Additional art responsibilities outside of Harvest: I am currently serving as the Past President of the Utah Art Education Association. It is an honor to serve the art educators of the state of Utah!
In my personal life, am a portrait artist working in oils and watercolors. I am also a potter with Feral Clay Studio in South Salt Lake. And I love to knit. Basically, I love to create! You can see my most recent work here.
I am the proud mother of three grown children. My daughter is a surgical nurse at Nephi Hospital. Her husband is also a nurse and is a trauma unit manager at Holy Cross in Lehi. He is also currently working on a double masters program in nursing and hospital administration. My son is currently serving as a sergeant in the Army. His wife owns a hair salon. I also have a stepson and his wife living in northern Idaho. He owns and operates a crane business. I am excited for all of their futures!
My favorite non-art related pastimes when I do have spare time are reading, hiking, swimming, and kayaking.
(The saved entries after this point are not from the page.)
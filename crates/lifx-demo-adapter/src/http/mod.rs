/*
[INPUT]:  HTTP client configuration and backend endpoints
[OUTPUT]: HTTP responses, backend status and typed API results
[POS]:    HTTP layer - backend communication
[UPDATE]: When adding new endpoints or changing client behavior
*/

pub mod client;
pub mod error;
pub mod health;
pub mod request;
pub mod response;

pub use error::{ClientError, Result};
pub use reqwest::Method;
pub use response::ApiResponse;

pub use client::{BackendClient, BackendConfig, ClientConfig, DEFAULT_BACKEND_URL, DEFAULT_DEMO_KEY};
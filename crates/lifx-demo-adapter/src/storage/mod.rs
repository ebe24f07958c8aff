/*
[INPUT]:  String keys and values from the session tracker, config and key stores
[OUTPUT]: Durable ("local") and per-session key/value storage
[POS]:    Storage layer - replaces browser localStorage/sessionStorage
[UPDATE]: When adding storage backends or persisted keys
*/

pub mod file;
pub mod memory;

use std::path::Path;
use std::sync::Arc;

use thiserror::Error;

pub use file::JsonFileStore;
pub use memory::MemoryStore;

/// Key holding the LIFX cloud API key (local store)
pub const LIFX_API_KEY: &str = "lifx_api_key";
/// Key holding the Claude API key (local store)
pub const CLAUDE_API_KEY: &str = "claude_api_key";
/// Key holding the demo session id (session store)
pub const SESSION_ID_KEY: &str = "demo_session_id";
/// Key holding the configured backend URL (local store)
pub const BACKEND_URL_KEY: &str = "demo_backend_url";
/// Key holding the configured demo key (local store)
pub const DEMO_KEY_KEY: &str = "demo_key";

#[derive(Error, Debug)]
pub enum StorageError {
    #[error("IO error: {0}")]
    Io(#[from] std::io::Error),

    #[error("JSON error: {0}")]
    Json(#[from] serde_json::Error),

    #[error("Temporary file error: {0}")]
    TempFile(#[from] tempfile::PersistError),

    #[error("Data corruption: {0}")]
    DataCorruption(String),
}

pub type StorageResult<T> = std::result::Result<T, StorageError>;

/// String key/value store with interior mutability
pub trait KeyValueStore: Send + Sync + std::fmt::Debug {
    fn get(&self, key: &str) -> StorageResult<Option<String>>;
    fn set(&self, key: &str, value: &str) -> StorageResult<()>;
    fn remove(&self, key: &str) -> StorageResult<()>;
    fn clear(&self) -> StorageResult<()>;
    fn keys(&self) -> StorageResult<Vec<String>>;
}

/// The pair of stores a client instance works against.
///
/// `local` outlives sessions (config, API keys); `session` holds the
/// session id and is expected to be discarded with the session.
#[derive(Debug, Clone)]
pub struct BrowserState {
    pub local: Arc<dyn KeyValueStore>,
    pub session: Arc<dyn KeyValueStore>,
}

impl BrowserState {
    pub fn new(local: Arc<dyn KeyValueStore>, session: Arc<dyn KeyValueStore>) -> Self {
        Self { local, session }
    }

    /// Two fresh in-memory stores
    pub fn in_memory() -> Self {
        Self::new(Arc::new(MemoryStore::new()), Arc::new(MemoryStore::new()))
    }

    /// File-backed stores at `dir/local.json` and `dir/session.json`
    pub fn open(dir: impl AsRef<Path>) -> StorageResult<Self> {
        let dir = dir.as_ref();
        std::fs::create_dir_all(dir)?;
        let local = JsonFileStore::open(dir.join("local.json"))?;
        let session = JsonFileStore::open(dir.join("session.json"))?;
        Ok(Self::new(Arc::new(local), Arc::new(session)))
    }

    /// Wipe every key in both stores
    pub fn clear_all(&self) -> StorageResult<()> {
        self.local.clear()?;
        self.session.clear()
    }
}
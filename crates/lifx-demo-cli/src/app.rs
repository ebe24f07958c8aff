/*
[INPUT]:  Resolved settings and a clipboard implementation
[OUTPUT]: Wired client state shared by all commands
[POS]:    Application layer - start-up wiring of the adapter objects
[UPDATE]: When new adapter services are exposed through the CLI
*/

use std::sync::Arc;

use anyhow::{Context, Result};
use lifx_demo_adapter::{
    ApiKeyStore, BackendClient, BrowserState, ClipboardService, ServerLogs, SessionTracker,
    SystemClipboard,
};
use tracing::debug;

use crate::config::Settings;

/// Everything a command may touch, created once per process
#[derive(Debug)]
pub struct App {
    pub settings: Settings,
    pub state: BrowserState,
    pub client: Arc<BackendClient>,
    pub logs: ServerLogs,
    pub keys: ApiKeyStore,
}

impl App {
    pub fn new(settings: Settings) -> Result<Self> {
        Self::with_clipboard(settings, Arc::new(SystemClipboard::new()))
    }

    pub fn with_clipboard(settings: Settings, clipboard: Arc<dyn ClipboardService>) -> Result<Self> {
        let state = BrowserState::open(&settings.state_dir).with_context(|| {
            format!("open state directory {}", settings.state_dir.display())
        })?;
        debug!(state_dir = %settings.state_dir.display(), "state opened");

        let tracker = SessionTracker::new(state.clone());
        let client = BackendClient::new(tracker, settings.backend.clone())
            .context("create backend client")?
            .into_shared();
        let logs = ServerLogs::new(client.clone(), clipboard);
        let keys = ApiKeyStore::new(state.local.clone());

        Ok(Self {
            settings,
            state,
            client,
            logs,
            keys,
        })
    }
}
Teaching for Artistic Behavior (TAB) is a philosophical approach to art education that places children at the center of art making choices. The foundation for this education model builds on three principles, known as the Three-Sentence TAB Curriculum:
What do artists do?
The child is the artist.
The classroom is the child’s studio.
The Three-Sentence TAB Curriculum guides every decision that TAB teachers make as they design learning environments, plan curricula, write individual lesson plans, consider students’ needs, and order supplies. Students in Teaching for Artistic Behavior programs experience artistic thinking and making through self-direction and teachers respond to their progress with a flexible curriculum that adapts to their emergent ideas. TAB teachers believe in the child as the artist and embrace the thinking and artwork that emerges both in and out of art class.
I work closely with the core teachers to offer integrated lessons that use Visual Art in conjunction with Language Art, Math, Science, or Social Studies. This is a fantastic opportunity to build brain connections across the curriculum, address the needs of the whole child, and teach to the need for design based thought processes critical in the 21st century.